Multi-second delays on the Command & Control (C2) channel between the operator and drone may be catastrophic so the natural temptation is to put C2 away from TCP. For instance; propose a protocol that does speculative retransmissions over UDP. C2 is sporadic, so it doesn’t need bandwidth nor flow control. One could then retransmit the same packet multiple times all within one RTO and increase its chances of delivery.

However. Even though replacing TCP, a protocol that took decades to evolve, sounds like a red flag already, that just a tip of the iceberg. The world is web-orientated. If a network exchange isn’t https then:

  • Middleboxes might drop it;
  • The standard http path- or domain-based routing the cloud ingresses/load balancers offer become useless and one needs to defer to exotic UDP port-forwarding load balancers.
  • There is no TLS to offer trust or encryption and one has to defer to exotic DTLS or VPN.

Meanwhile:

  • We don’t even know how much time do our drones spend in the packet-loss window where speculative retransmissions might make a difference. What if it’s just 1%?
  • When one hears “a 50% packet loss network”, one needs to ask: what’s the observation time window? Given one minute, of which the first 30s drops all the packets and the other 30s drops none; is it a 50% packet loss network or now two networks 100 and 0 percent respectivelly? What matters here is that no amount of retransmissions is going to help in the first 30s.

Decision

We shall endavour to measure the actual network conditions (packet loss and round-trip delays) our drones experience. All across the fleet and across operations to increase the sample size.

Meanwhile, as a true proof of concept, we will ask our drones to speak to our standard, https backend infrastructure using mTLS.

Consequences

We understand that using mTLS (and thus TCP) may expose our C2 to unnaceptable delays, but have to observe them being unacceptable and correctable before we try shriking them.

We understand that in presence of our aspirations for:

We may need to terminate TLS ourselves at each Avatar.

Alternatives Considered

mTLS is quite standard, but not all that common (way less common than OAuth2/JWT), especially if we wish to establish trust between a UAV and its specific Avatar.

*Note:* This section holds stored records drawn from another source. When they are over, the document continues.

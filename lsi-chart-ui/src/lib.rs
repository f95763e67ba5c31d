//! Shared Dioxus components and JS bridge for the Landsat index dashboard.
//!
//! This crate provides:
//! - `js_bridge`: Rust wrappers for the D3 and Leaflet renderers via `js_sys::eval()`
//! - `state`: Reactive AppState with Dioxus Signals
//! - `components`: Reusable RSX components (tabs, sidebar controls, panels)

pub mod components;
pub mod js_bridge;
pub mod state;
//! AOI boundary handling for the Landsat index dashboard.
//!
//! This crate provides:
//! - `boundary`: loading the AOI GeoJSON, normalizing it to WGS84, and
//!   computing the map centroid
//! - `crs`: legacy GeoJSON `crs` member detection and the supported
//!   EPSG-to-proj-string table
//!
//! Reprojection uses `proj4rs`, a pure Rust proj port, so the same code
//! runs natively and under `wasm32-unknown-unknown`.

pub mod boundary;
pub mod crs;
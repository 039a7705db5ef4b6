//! JSON出力（行の配列）

use crate::error::Result;
use crate::matcher::MatchRow;
use std::io::BufWriter;
use std::path::Path;

pub fn generate_json(rows: &[MatchRow], output_path: &Path) -> Result<()> {
    let file = std::fs::File::create(output_path)?;
    let writer = BufWriter::new(file);
    serde_json::to_writer_pretty(writer, rows)?;
    Ok(())
}
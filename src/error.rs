use thiserror::Error;

#[derive(Error, Debug)]
pub enum BiblinkError {
    #[error("設定エラー: {0}")]
    Config(String),

    #[error("ファイルが見つかりません: {0}")]
    FileNotFound(String),

    #[error("入力データが不正: {0}")]
    InvalidInput(String),

    #[error("CSVエラー: {0}")]
    Csv(#[from] csv::Error),

    #[error("JSON解析エラー: {0}")]
    JsonParse(#[from] serde_json::Error),

    #[error("IOエラー: {0}")]
    Io(#[from] std::io::Error),

    #[error("HTTPクライアント初期化エラー: {0}")]
    HttpClient(String),

    #[error("非同期タスクエラー: {0}")]
    Task(String),

    /// パイプラインの欠陥を示す。データ品質の問題ではないので処理を中断する
    #[error("不変条件違反: {0}")]
    InvariantViolation(String),
}

pub type Result<T> = std::result::Result<T, BiblinkError>;
//! biblink
//!
//! 2つのカタログから収集した書誌レコードを照合し、
//! 同一作品の候補ペアを信頼度順に並べる。
//!
//! ## 処理フロー
//! 1. 候補ペア生成（直積）
//! 2. 類似度計算（タイトル・著者・言語・発行年）
//! 3. 閾値ゲート
//! 4. 発行年差の正規化（ゲート通過ペア全体の最小/最大年）
//! 5. カバー画像比較
//! 6. 重み付きスコア・ランキング

pub mod cli;
pub mod config;
pub mod cover;
pub mod error;
pub mod export;
pub mod loader;
pub mod matcher;
pub mod normalizer;
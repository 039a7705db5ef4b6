//! 候補ペア生成
//!
//! 左 N 件 × 右 M 件の直積をそのまま生成する（絞り込みなし）。
//! 時間・メモリとも O(N·M) で、入力が数千件程度に収まることが前提。
//! これを超える規模はブロッキングが必要になるが、現状は対象外。

use super::types::{CandidatePair, TaggedRecord};
use biblink_common::{Record, Source};
use rayon::prelude::*;

/// 直積を生成（左優先順）
pub fn generate_candidates<'a>(left: &'a [Record], right: &'a [Record]) -> Vec<CandidatePair<'a>> {
    let right_len = right.len();
    let total = left.len() * right_len;

    (0..total)
        .into_par_iter()
        .map(|index| CandidatePair {
            index,
            left: TaggedRecord {
                source: Source::Left,
                record: &left[index / right_len],
            },
            right: TaggedRecord {
                source: Source::Right,
                record: &right[index % right_len],
            },
        })
        .collect()
}
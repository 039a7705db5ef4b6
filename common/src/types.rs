//! 書誌レコードの型定義
//!
//! - Record: 片方のカタログから読み込んだ1冊分の書誌情報
//! - Source: レコードがどちらのカタログ由来かを示すタグ

use serde::{Deserialize, Serialize};

/// レコードの出所（左テーブル / 右テーブル）
#[derive(Debug, Clone, Copy, PartialEq, Eq, Hash, Serialize, Deserialize)]
#[serde(rename_all = "lowercase")]
pub enum Source {
    Left,
    Right,
}

impl Source {
    /// 出力列名の接頭辞
    pub fn column_prefix(&self) -> &'static str {
        match self {
            Source::Left => "ltable",
            Source::Right => "rtable",
        }
    }
}

/// 書誌レコード
///
/// 読み込み後は不変。欠損値は `None`（タイトルのみ空文字列で表現）。
#[derive(Debug, Clone, Default, PartialEq, Serialize, Deserialize)]
#[serde(default)]
pub struct Record {
    /// ソース内の識別子
    pub id: String,
    /// タイトル（空の場合あり）
    pub title: String,
    pub author: Option<String>,
    pub publisher: Option<String>,
    /// 初版発行年
    pub published_year: Option<i32>,
    pub language: Option<String>,
    pub cover_image_url: Option<String>,
}

impl Record {
    pub fn new(id: impl Into<String>, title: impl Into<String>) -> Self {
        Self {
            id: id.into(),
            title: title.into(),
            ..Default::default()
        }
    }

    pub fn with_author(mut self, author: impl Into<String>) -> Self {
        self.author = Some(author.into());
        self
    }

    pub fn with_publisher(mut self, publisher: impl Into<String>) -> Self {
        self.publisher = Some(publisher.into());
        self
    }

    pub fn with_year(mut self, year: i32) -> Self {
        self.published_year = Some(year);
        self
    }

    pub fn with_language(mut self, language: impl Into<String>) -> Self {
        self.language = Some(language.into());
        self
    }

    pub fn with_cover(mut self, url: impl Into<String>) -> Self {
        self.cover_image_url = Some(url.into());
        self
    }
}
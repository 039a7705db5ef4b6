use crate::config::CoverFailurePolicy;
use crate::export::ExportFormat;
use clap::{Parser, Subcommand};
use std::path::PathBuf;

#[derive(Parser)]
#[command(name = "biblink")]
#[command(about = "2つの書誌カタログ間のレコード照合・候補ランキング", long_about = None)]
pub struct Cli {
    #[command(subcommand)]
    pub command: Commands,

    /// 詳細ログを出力
    #[arg(short, long, global = true)]
    pub verbose: bool,

    /// 設定ファイル（デフォルト: ~/.config/biblink/config.json）
    #[arg(long, global = true)]
    pub config: Option<PathBuf>,
}

#[derive(Subcommand)]
pub enum Commands {
    /// 2つのテーブルを照合して候補ペアを出力
    Match {
        /// 左テーブル（CSV）
        #[arg(required = true)]
        left: PathBuf,

        /// 右テーブル（CSV）
        #[arg(required = true)]
        right: PathBuf,

        /// 出力ファイル/ディレクトリ（デフォルト: カレント/tableC.csv）
        #[arg(short, long)]
        output: Option<PathBuf>,

        /// 出力形式 (csv/json)
        #[arg(short, long, default_value = "csv")]
        format: ExportFormat,

        /// カバー画像比較を行わない
        #[arg(long)]
        no_covers: bool,

        /// 画像取得の同時実行数
        #[arg(long)]
        concurrency: Option<usize>,

        /// 画像取得のタイムアウト（秒）
        #[arg(long)]
        timeout: Option<u64>,

        /// タイトルの冠詞除去・小文字化を有効化
        #[arg(long)]
        normalize_titles: bool,

        /// カバー比較不能時の扱い (zero/renormalize)
        #[arg(long)]
        cover_policy: Option<CoverFailurePolicy>,

        /// ゲート通過直後のペアをCSVに書き出す（発行年差・カバー比較の前）
        #[arg(long, value_name = "PATH")]
        dump_gated: Option<PathBuf>,
    },

    /// 設定を表示/初期化
    Config {
        /// 設定を表示
        #[arg(long)]
        show: bool,

        /// デフォルト設定をファイルに書き出す
        #[arg(long)]
        init: bool,
    },
}
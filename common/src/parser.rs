//! 入力セルのパーサー
//!
//! クリーニング済みテーブルのセル値を欠損値込みで解釈する。
//! 空セル・空白のみのセルは欠損として扱う。

use regex::Regex;

/// セル値を整形（空なら `None`）
///
/// # Examples
/// ```
/// use biblink_common::clean_field;
///
/// assert_eq!(clean_field("  Penguin "), Some("Penguin".to_string()));
/// assert_eq!(clean_field("   "), None);
/// ```
pub fn clean_field(raw: &str) -> Option<String> {
    let trimmed = raw.trim();
    if trimmed.is_empty() {
        None
    } else {
        Some(trimmed.to_string())
    }
}

/// 発行年をパース
///
/// `1890` と、表計算ツールが書き出す `1890.0` の両方を受け付ける。
/// それ以外（`c. 1890`、`unknown` など）は欠損とする。
///
/// # Examples
/// ```
/// use biblink_common::parse_year;
///
/// assert_eq!(parse_year("1937"), Some(1937));
/// assert_eq!(parse_year("1937.0"), Some(1937));
/// assert_eq!(parse_year("n/a"), None);
/// ```
pub fn parse_year(raw: &str) -> Option<i32> {
    lazy_static::lazy_static! {
        static ref YEAR_RE: Regex = Regex::new(r"^(-?\d{1,5})(?:\.0+)?$").unwrap();
    }

    let trimmed = raw.trim();
    YEAR_RE
        .captures(trimmed)
        .and_then(|cap| cap[1].parse::<i32>().ok())
}

#[cfg(test)]
mod tests {
    use super::*;

    #[test]
    fn test_clean_field() {
        assert_eq!(clean_field("Tolkien"), Some("Tolkien".to_string()));
        assert_eq!(clean_field(""), None);
        assert_eq!(clean_field("\t \n"), None);
    }

    #[test]
    fn test_parse_year_variants() {
        assert_eq!(parse_year("1890"), Some(1890));
        assert_eq!(parse_year(" 1890 "), Some(1890));
        assert_eq!(parse_year("1890.0"), Some(1890));
        assert_eq!(parse_year("-44"), Some(-44));
    }

    #[test]
    fn test_parse_year_rejects_non_numeric() {
        assert_eq!(parse_year(""), None);
        assert_eq!(parse_year("c. 1890"), None);
        assert_eq!(parse_year("1890.5"), None);
        assert_eq!(parse_year("unknown"), None);
    }
}
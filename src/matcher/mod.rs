//! 照合パイプライン
//!
//! 2パス構成:
//! 1. ペア単位のパス（並列）: 候補生成 → 類似度 → ゲート
//! 2. バッチ統計のパス: 通過ペア全体の発行年範囲 → 発行年差 → カバー比較 → 合成スコア → ランキング
//!
//! 途中結果は出力しない。最後まで完了するか、エラーで中断するかのどちらか。

pub mod candidates;
pub mod gate;
pub mod rank;
pub mod similarity;
pub mod types;

pub use candidates::generate_candidates;
pub use gate::{Gate, Weights, YearRange};
pub use similarity::SimilarityEngine;
pub use types::{
    CandidatePair, GatedCandidate, GatedPair, MatchResult, MatchRow, MatchSummary, ScoredPair,
};

use crate::config::Config;
use crate::cover::{score_covers, CoverScore, FailureKind, ImageResolver};
use crate::error::{BiblinkError, Result};
use biblink_common::Record;
use indicatif::ProgressBar;
use std::sync::Arc;
use tokio::runtime::{Handle, RuntimeFlavor};
use tracing::{debug, info};

/// CPU負荷の高い処理を実行
///
/// マルチスレッドランタイム上では `block_in_place` でワーカーを明け渡す。
/// カレントスレッドランタイム（またはランタイム外）ではそのまま実行する。
fn run_cpu_bound<R>(work: impl FnOnce() -> R) -> R {
    match Handle::try_current() {
        Ok(handle) if handle.runtime_flavor() == RuntimeFlavor::MultiThread => {
            tokio::task::block_in_place(work)
        }
        _ => work(),
    }
}

pub struct Matcher {
    config: Config,
    resolver: Option<Arc<ImageResolver>>,
    progress: Option<ProgressBar>,
}

impl Matcher {
    /// カバー画像比較ありの照合器
    pub fn new(config: Config, resolver: Arc<ImageResolver>) -> Result<Self> {
        config.validate()?;
        let resolver = if config.skip_covers { None } else { Some(resolver) };
        Ok(Self {
            config,
            resolver,
            progress: None,
        })
    }

    /// カバー画像比較なしの照合器（カバー項は常にフォールバック値）
    pub fn without_covers(config: Config) -> Result<Self> {
        config.validate()?;
        Ok(Self {
            config,
            resolver: None,
            progress: None,
        })
    }

    /// カバー画像取得の進捗表示
    pub fn with_progress(mut self, progress: ProgressBar) -> Self {
        self.progress = Some(progress);
        self
    }

    pub fn config(&self) -> &Config {
        &self.config
    }

    pub async fn run(&self, left: &[Record], right: &[Record]) -> Result<MatchResult> {
        let mut summary = MatchSummary {
            left_records: left.len(),
            right_records: right.len(),
            ..Default::default()
        };

        // パス1: ペア単位（N×M、CPUのみ）
        let engine = SimilarityEngine::new(self.config.normalize_titles);
        let gate = Gate::from_config(&self.config);
        let survivors = run_cpu_bound(|| {
            let candidates = generate_candidates(left, right);
            summary.total_candidates = candidates.len();
            debug!(candidates = candidates.len(), "Generated candidate pairs");

            gate.apply(engine.score_all(candidates), &mut summary)
        });
        let gated_candidates: Vec<GatedCandidate> =
            survivors.iter().map(GatedCandidate::from_scored).collect();
        info!(
            total = summary.total_candidates,
            gated_in = summary.gated_in,
            "Gating complete"
        );

        // パス2: 通過ペア全体の統計が必要
        let year_range = YearRange::from_pairs(&survivors);
        summary.year_range = year_range.map(|r| (r.min, r.max));
        summary.missing_year_pairs = survivors
            .iter()
            .filter(|p| p.signals.years.0.is_none() || p.signals.years.1.is_none())
            .count();

        let covers = self.cover_scores(&survivors).await?;
        if covers.len() != survivors.len() {
            return Err(BiblinkError::InvariantViolation(format!(
                "カバー比較結果の件数が一致しません: {} != {}",
                covers.len(),
                survivors.len()
            )));
        }

        let weights = Weights::from_config(&self.config);
        let policy = self.config.cover_failure_policy;
        let mut gated = Vec::with_capacity(survivors.len());
        for (pair, cover) in survivors.into_iter().zip(covers) {
            summary.record_cover(&cover);
            gated.push(gate::finalize(pair, year_range.as_ref(), cover, &weights, policy)?);
        }

        if let Some(resolver) = &self.resolver {
            summary.image_fetches = resolver.fetch_count();
            let failures = resolver.cache().failure_counts();
            summary.failed_cover_urls_transient =
                failures.get(&FailureKind::Transient).copied().unwrap_or(0);
            summary.failed_cover_urls_permanent =
                failures.get(&FailureKind::Permanent).copied().unwrap_or(0);
        }

        let rows = rank::rank(gated);
        info!(
            matches = rows.len(),
            cover_fallbacks = summary.cover_fallbacks(),
            "Matching complete"
        );

        Ok(MatchResult {
            rows,
            gated: gated_candidates,
            summary,
        })
    }

    async fn cover_scores(&self, survivors: &[ScoredPair<'_>]) -> Result<Vec<CoverScore>> {
        let resolver = match &self.resolver {
            Some(resolver) => Arc::clone(resolver),
            None => return Ok(vec![CoverScore::unavailable(None); survivors.len()]),
        };

        let urls: Vec<(Option<String>, Option<String>)> = survivors
            .iter()
            .map(|p| {
                (
                    p.pair.left.record.cover_image_url.clone(),
                    p.pair.right.record.cover_image_url.clone(),
                )
            })
            .collect();

        score_covers(resolver, &urls, self.progress.clone()).await
    }
}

Can drones be considered OAuth2 applications?
It could be argued that drones reach out to the backend seeking access to pilots,seeking to be controlled. They are autonmous agents, but not quite as autonmous as to fly themselves. However:

  • There is no fine grained permissions that the drone needs to extend to its Avatar. By design, the Avatar (aka Digital Twin) represents its drone in the drone’s full agency. By design, between the drone and its Avatar, there is no authorization, there’s only (mutual) authentication.
  • If the drones weren’t behind NAT, like MAVLINK, we would be compelled to treat them as servers and (in the OAuth2 vocabulary) resources. Well which model is correct? Are drones resources or clients? Both models can be made to work, but only one of them should be correct. It could be that drones resemble resources until their increasing autonomy makes them resemble clients - the correctness is transient. But once again, this is why the drone’s full authority extends to its Avatar. If drones ever need pilots, Avatars will do the seeking.

A JWT access token has no standard provision to be revoked. OAuth2 doesn’t offer any means for the resource server to determine that a previously issued token should no longer be trusted. Instead, JWT tokens expire and the OAuth2 authorization server can be told not to issue a new one. If tokens expire, then they could expire in-flight when the drone finds itself on a packet radio network only connected to its Avatar and the pilot, but cut off from the public internet. We could have the JWT tokens expire well beyond the flight time, drone’s battery life or at the end of the shift, but that exposes the very vulnerability we want to prevent: The drone falls down from the sky, an attacker finds its SD card, uses the access token on it to impersonate the drone.

Last updated on